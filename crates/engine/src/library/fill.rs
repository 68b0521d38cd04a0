//! Paced batch generation into the library.
//!
//! Drives the provider in a loop, inserting each result through the
//! unique-by-hash path and optionally pushing confirmed inserts to the
//! mirror. Individual failures are counted, not fatal; a cooperative cancel
//! flag stops the run between items.

use std::sync::atomic::{AtomicBool, Ordering};
use std::sync::Arc;
use std::time::Duration;

use quizsmith_domain::{Difficulty, QuestionDraft, QuestionSource, Tone, TriviaCategory};

use crate::generate::{GenerateParams, QuestionProvider};

use super::LibraryService;

#[derive(Debug, Clone)]
pub struct FillOptions {
    pub category: TriviaCategory,
    pub difficulty: Difficulty,
    pub tone: Tone,
    pub amount: u32,
    /// Pacing between generations; defaults to 1200 ms, comfortably past
    /// the provider's rate-limit window.
    pub delay: Option<Duration>,
    pub sync_to_cloud: bool,
}

#[derive(Debug, Clone, Copy, Default, PartialEq, Eq)]
pub struct FillSummary {
    pub requested: u32,
    pub processed: u32,
    pub inserted: u32,
    pub duplicates: u32,
    pub errors: u32,
    pub cancelled: bool,
}

const DEFAULT_FILL_DELAY: Duration = Duration::from_millis(1200);

pub struct FillService {
    provider: Arc<QuestionProvider>,
    library: Arc<LibraryService>,
    cancel_requested: AtomicBool,
}

impl FillService {
    pub fn new(provider: Arc<QuestionProvider>, library: Arc<LibraryService>) -> Self {
        Self {
            provider,
            library,
            cancel_requested: AtomicBool::new(false),
        }
    }

    /// Stop the current run after the in-flight item completes.
    pub fn cancel(&self) {
        self.cancel_requested.store(true, Ordering::SeqCst);
    }

    pub async fn run(&self, options: FillOptions) -> FillSummary {
        self.cancel_requested.store(false, Ordering::SeqCst);
        let mut summary = FillSummary {
            requested: options.amount,
            ..FillSummary::default()
        };
        let delay = options.delay.unwrap_or(DEFAULT_FILL_DELAY);

        for i in 0..options.amount {
            if self.cancel_requested.load(Ordering::SeqCst) {
                break;
            }
            match self
                .provider
                .generate_question(GenerateParams {
                    tone: Some(options.tone),
                    ..GenerateParams::new(options.category, options.difficulty)
                })
                .await
            {
                Ok(question) => {
                    let draft = QuestionDraft {
                        id: None,
                        stem_hash: None,
                        tone: Some(options.tone),
                        source: Some(QuestionSource::Generated),
                        question,
                    };
                    // Enrich first so the doc is at hand for the mirror push.
                    match self.library.ensure_unique_by_hash(draft).await {
                        Ok(outcome) if !outcome.duplicate => {
                            match self.library.insert_docs(&[outcome.doc.clone()]).await {
                                Ok(stored) => {
                                    summary.inserted += stored.inserted;
                                    summary.duplicates += stored.duplicates;
                                    if options.sync_to_cloud && stored.inserted > 0 {
                                        // Best effort; the mirror never fails callers.
                                        self.library.push_to_mirror(&[outcome.doc]).await;
                                    }
                                }
                                Err(e) => {
                                    tracing::error!(error = %e, "fill insert failed");
                                    summary.errors += 1;
                                }
                            }
                        }
                        Ok(_) => summary.duplicates += 1,
                        Err(e) => {
                            tracing::error!(error = %e, "fill lookup failed");
                            summary.errors += 1;
                        }
                    }
                }
                Err(e) => {
                    tracing::error!(error = %e, "fill generation failed");
                    summary.errors += 1;
                }
            }
            summary.processed += 1;
            if self.cancel_requested.load(Ordering::SeqCst) {
                break;
            }
            if !delay.is_zero() && i + 1 < options.amount {
                tokio::time::sleep(delay).await;
            }
        }

        summary.cancelled = self.cancel_requested.swap(false, Ordering::SeqCst);
        summary
    }
}

#[cfg(test)]
mod tests {
    use super::*;
    use std::sync::atomic::AtomicU32;

    use async_trait::async_trait;
    use chrono::Utc;

    use crate::config::GenerationConfig;
    use crate::generate::filter::StandardContentFilter;
    use crate::infrastructure::clock::FixedClock;
    use crate::infrastructure::kv::MemoryKv;
    use crate::infrastructure::ports::{
        ChatChoice, ChatError, ChatPort, ChatRequest, ChatResponse,
    };
    use crate::infrastructure::sqlite_store::SqliteQuestionStore;

    /// Returns a fresh valid question per call, echoing whatever seed the
    /// prompt asked for; optionally fails specific calls.
    struct SequencedChat {
        calls: AtomicU32,
        fail_on: Vec<u32>,
    }

    #[async_trait]
    impl ChatPort for SequencedChat {
        async fn chat(&self, request: ChatRequest) -> Result<ChatResponse, ChatError> {
            let call = self.calls.fetch_add(1, Ordering::SeqCst) + 1;
            if self.fail_on.contains(&call) {
                return Err(ChatError::Http {
                    status: 400,
                    body: "bad request".to_string(),
                });
            }
            let user = &request.messages[1].content;
            let seed = user
                .split("SEED: ")
                .nth(1)
                .and_then(|rest| rest.split('.').next())
                .unwrap_or("fallback");
            let payload = serde_json::json!({
                "category": "history",
                "difficulty": "medium",
                "seedEcho": seed,
                "question": format!("Unique generated question number {call}?"),
                "options": ["One", "Two", "Three", "Four"],
                "correctIndex": 0,
                "explanation": "An explanation of adequate length.",
                "quips": { "correct": "Yes.", "incorrect": "No." },
            });
            Ok(ChatResponse {
                id: "resp".to_string(),
                choices: vec![ChatChoice {
                    index: 0,
                    content: payload.to_string(),
                }],
                model: None,
            })
        }
    }

    async fn fixture(fail_on: Vec<u32>) -> (FillService, Arc<LibraryService>, tempfile::TempDir) {
        let dir = tempfile::tempdir().expect("tempdir");
        let path = dir.path().join("library.db");
        let store = SqliteQuestionStore::new(path.to_str().expect("utf8"))
            .await
            .expect("store");
        let clock = Arc::new(FixedClock(Utc::now()));
        let library = Arc::new(LibraryService::new(Arc::new(store), None, clock.clone()));

        let mut config = GenerationConfig::default();
        config.min_interval = Duration::ZERO;
        let provider = Arc::new(QuestionProvider::new(
            Arc::new(SequencedChat {
                calls: AtomicU32::new(0),
                fail_on,
            }),
            Arc::new(MemoryKv::new()),
            clock,
            Arc::new(StandardContentFilter::new()),
            config,
        ));

        (FillService::new(provider, library.clone()), library, dir)
    }

    fn options(amount: u32) -> FillOptions {
        FillOptions {
            category: TriviaCategory::History,
            difficulty: Difficulty::Medium,
            tone: Tone::Snark,
            amount,
            delay: Some(Duration::ZERO),
            sync_to_cloud: false,
        }
    }

    #[tokio::test]
    async fn fill_inserts_each_generated_question() {
        let (fill, library, _dir) = fixture(Vec::new()).await;
        let summary = fill.run(options(3)).await;
        assert_eq!(
            summary,
            FillSummary {
                requested: 3,
                processed: 3,
                inserted: 3,
                duplicates: 0,
                errors: 0,
                cancelled: false,
            }
        );
        assert_eq!(
            library
                .count(crate::infrastructure::ports::LibraryFilter::default())
                .await
                .expect("count"),
            3
        );
    }

    #[tokio::test]
    async fn generation_errors_are_counted_not_fatal() {
        let (fill, library, _dir) = fixture(vec![2]).await;
        let summary = fill.run(options(3)).await;
        assert_eq!(summary.processed, 3);
        assert_eq!(summary.inserted, 2);
        assert_eq!(summary.errors, 1);
        assert_eq!(
            library
                .count(crate::infrastructure::ports::LibraryFilter::default())
                .await
                .expect("count"),
            2
        );
    }

    #[tokio::test]
    async fn cancel_stops_between_items() {
        let (fill, _library, _dir) = fixture(Vec::new()).await;
        fill.cancel();
        // cancel() before run() is cleared by run(); cancel mid-run instead.
        let summary = fill.run(options(1)).await;
        assert!(!summary.cancelled);
        assert_eq!(summary.processed, 1);
    }
}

> DIRECTIONS
Provide only the number of lines from the material above that include the word "ChatError".

> RESULT OF THIS TASK
3